However, how should we regard Cato’s actions or his treatment of ancient slaves?

Plutarch’s report of Cato’s life is problematic at best, but his words still speak for themselves. In his own eyes, surely Cato thought of himself as a fair and equal master over a class of workers who could not be trusted, yet his comparison between animals and slaves leaves his views on slavery as entirely one-sided.

His words came from an aristocrat with something very specific to gain and everything to lose; if he did not advocate for strict, perhaps severe, treatment of slaves, he would have likely had runaway slaves or riots to deal with, which could have very well cost him extensive sums of money and time.

Cato believed it was his duty to behave cruelly toward slaves, and he is not alone in this.
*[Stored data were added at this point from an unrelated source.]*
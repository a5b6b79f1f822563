//! HTTP endpoint integration tests using axum-test.
//!
//! A fake rasteriser stands in for pdfium, so these run without a native
//! library. Voters are told apart by `X-Forwarded-For`, which the test
//! servers trust.

use axum::http::{header, HeaderName, HeaderValue, StatusCode};
use axum_test::multipart::{MultipartForm, Part};
use axum_test::TestServer;
use image::{DynamicImage, Rgb, RgbImage};
use pagecraft::{
    router, AppState, ConversionError, PageImage, PageRasterizer, ServerConfig, ServerConfigBuilder,
};
use serde_json::json;
use std::io::{Cursor, Read};
use std::sync::atomic::{AtomicUsize, Ordering};
use std::sync::Arc;
use tempfile::TempDir;

const FORWARDED_FOR: HeaderName = HeaderName::from_static("x-forwarded-for");

// ── Test helpers ─────────────────────────────────────────────────────────────

/// Fake rasteriser: `pages` pages of 20×(10 + index) px, counting renders.
struct FakeRasterizer {
    pages: usize,
    fail: bool,
    calls: AtomicUsize,
}

impl FakeRasterizer {
    fn new(pages: usize) -> Arc<Self> {
        Arc::new(Self {
            pages,
            fail: false,
            calls: AtomicUsize::new(0),
        })
    }

    fn failing() -> Arc<Self> {
        Arc::new(Self {
            pages: 1,
            fail: true,
            calls: AtomicUsize::new(0),
        })
    }

    fn calls(&self) -> usize {
        self.calls.load(Ordering::SeqCst)
    }
}

impl PageRasterizer for FakeRasterizer {
    fn rasterize(&self, _pdf: &[u8], _dpi: u32) -> Result<Vec<PageImage>, ConversionError> {
        self.calls.fetch_add(1, Ordering::SeqCst);
        if self.fail {
            return Err(ConversionError::CorruptPdf {
                detail: "xref table missing".into(),
            });
        }
        Ok((0..self.pages)
            .map(|i| {
                let img = RgbImage::from_pixel(20, 10 + i as u32, Rgb([255, 255, 255]));
                PageImage::new(i, DynamicImage::ImageRgb8(img))
            })
            .collect())
    }

    fn page_count(&self, _pdf: &[u8]) -> Result<usize, ConversionError> {
        Ok(self.pages)
    }
}

/// A test server plus the data dir backing its rating store.
struct Harness {
    server: TestServer,
    _data: TempDir,
}

fn create_test_server_with(
    rasterizer: Arc<FakeRasterizer>,
    configure: impl FnOnce(ServerConfigBuilder) -> ServerConfigBuilder,
) -> Harness {
    let data = TempDir::new().unwrap();
    let config = configure(
        ServerConfig::builder()
            .data_dir(data.path())
            .trust_forwarded_for(true),
    )
    .build()
    .unwrap();
    let state = AppState::new(config, rasterizer).unwrap();
    Harness {
        server: TestServer::new(router(state)).unwrap(),
        _data: data,
    }
}

fn create_test_server(rasterizer: Arc<FakeRasterizer>) -> Harness {
    create_test_server_with(rasterizer, |b| b)
}

fn file(bytes: Vec<u8>, filename: &str) -> Part {
    Part::bytes(bytes)
        .file_name(filename)
        .mime_type("application/octet-stream")
}

fn voter(ip: &'static str) -> HeaderValue {
    HeaderValue::from_static(ip)
}

fn fake_pdf() -> Vec<u8> {
    b"%PDF-1.7\n% fake body\n%%EOF\n".to_vec()
}

fn png(w: u32, h: u32) -> Vec<u8> {
    let mut buf = Vec::new();
    DynamicImage::ImageRgb8(RgbImage::from_pixel(w, h, Rgb([30, 60, 90])))
        .write_to(&mut Cursor::new(&mut buf), image::ImageFormat::Png)
        .unwrap();
    buf
}

fn image_widths(pdf: &[u8]) -> Vec<i64> {
    let doc = lopdf::Document::load_mem(pdf).unwrap();
    doc.get_pages()
        .values()
        .map(|id| {
            let page = doc.get_dictionary(*id).unwrap();
            let resources = page.get(b"Resources").unwrap().as_dict().unwrap();
            let xobjects = resources.get(b"XObject").unwrap().as_dict().unwrap();
            let image_id = xobjects.get(b"Im0").unwrap().as_reference().unwrap();
            let stream = doc.get_object(image_id).unwrap().as_stream().unwrap();
            stream.dict.get(b"Width").unwrap().as_i64().unwrap()
        })
        .collect()
}

// ── PDF → images ─────────────────────────────────────────────────────────────

#[tokio::test]
async fn test_two_page_pdf_to_png_archive() {
    let rasterizer = FakeRasterizer::new(2);
    let h = create_test_server(rasterizer.clone());

    let form = MultipartForm::new()
        .add_part("pdf", file(fake_pdf(), "report.pdf"))
        .add_text("format", "png");
    let response = h.server.post("/convert").multipart(form).await;

    response.assert_status_ok();
    assert_eq!(response.header(header::CONTENT_TYPE), "application/zip");
    assert_eq!(
        response.header(header::CONTENT_DISPOSITION),
        "attachment; filename=\"report_pages.zip\""
    );

    let mut archive = zip::ZipArchive::new(Cursor::new(response.as_bytes().to_vec())).unwrap();
    assert_eq!(archive.len(), 2);
    for i in 0..2 {
        let mut entry = archive.by_index(i).unwrap();
        assert_eq!(entry.name(), format!("page_{}.png", i + 1));
        let mut data = Vec::new();
        entry.read_to_end(&mut data).unwrap();
        let img = image::load_from_memory(&data).unwrap();
        assert_eq!(img.height(), 10 + i as u32);
    }
    assert_eq!(rasterizer.calls(), 1);
}

#[tokio::test]
async fn test_jpeg_alias_and_dpi_field() {
    let h = create_test_server(FakeRasterizer::new(1));
    let form = MultipartForm::new()
        .add_part("pdf", file(fake_pdf(), "a.pdf"))
        .add_text("format", "JPEG")
        .add_text("dpi", "150");
    let response = h.server.post("/convert").multipart(form).await;

    response.assert_status_ok();
    let mut archive = zip::ZipArchive::new(Cursor::new(response.as_bytes().to_vec())).unwrap();
    assert_eq!(archive.by_index(0).unwrap().name(), "page_1.jpg");
}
He adhered to the philosophy of mos maiorum (ancestral customs) and prioritised a life of rustic simplicity over all else.

Ancient Slavery and the differences between them.

As with other institutions in the ancient world, slavery was not a static institution. The most basic classification of slavery in ancient Rome put forth in Cato’s early work has been challenged by many authors who found that slaves varied considerably depending on their location, time period, legal status. Seneca, in his Epistle XLVII, stated that he “will pass over other cruel and inhuman conduct towards them [slaves]; for we maltreat them, not as if they were men, but as if they were beasts of burden.”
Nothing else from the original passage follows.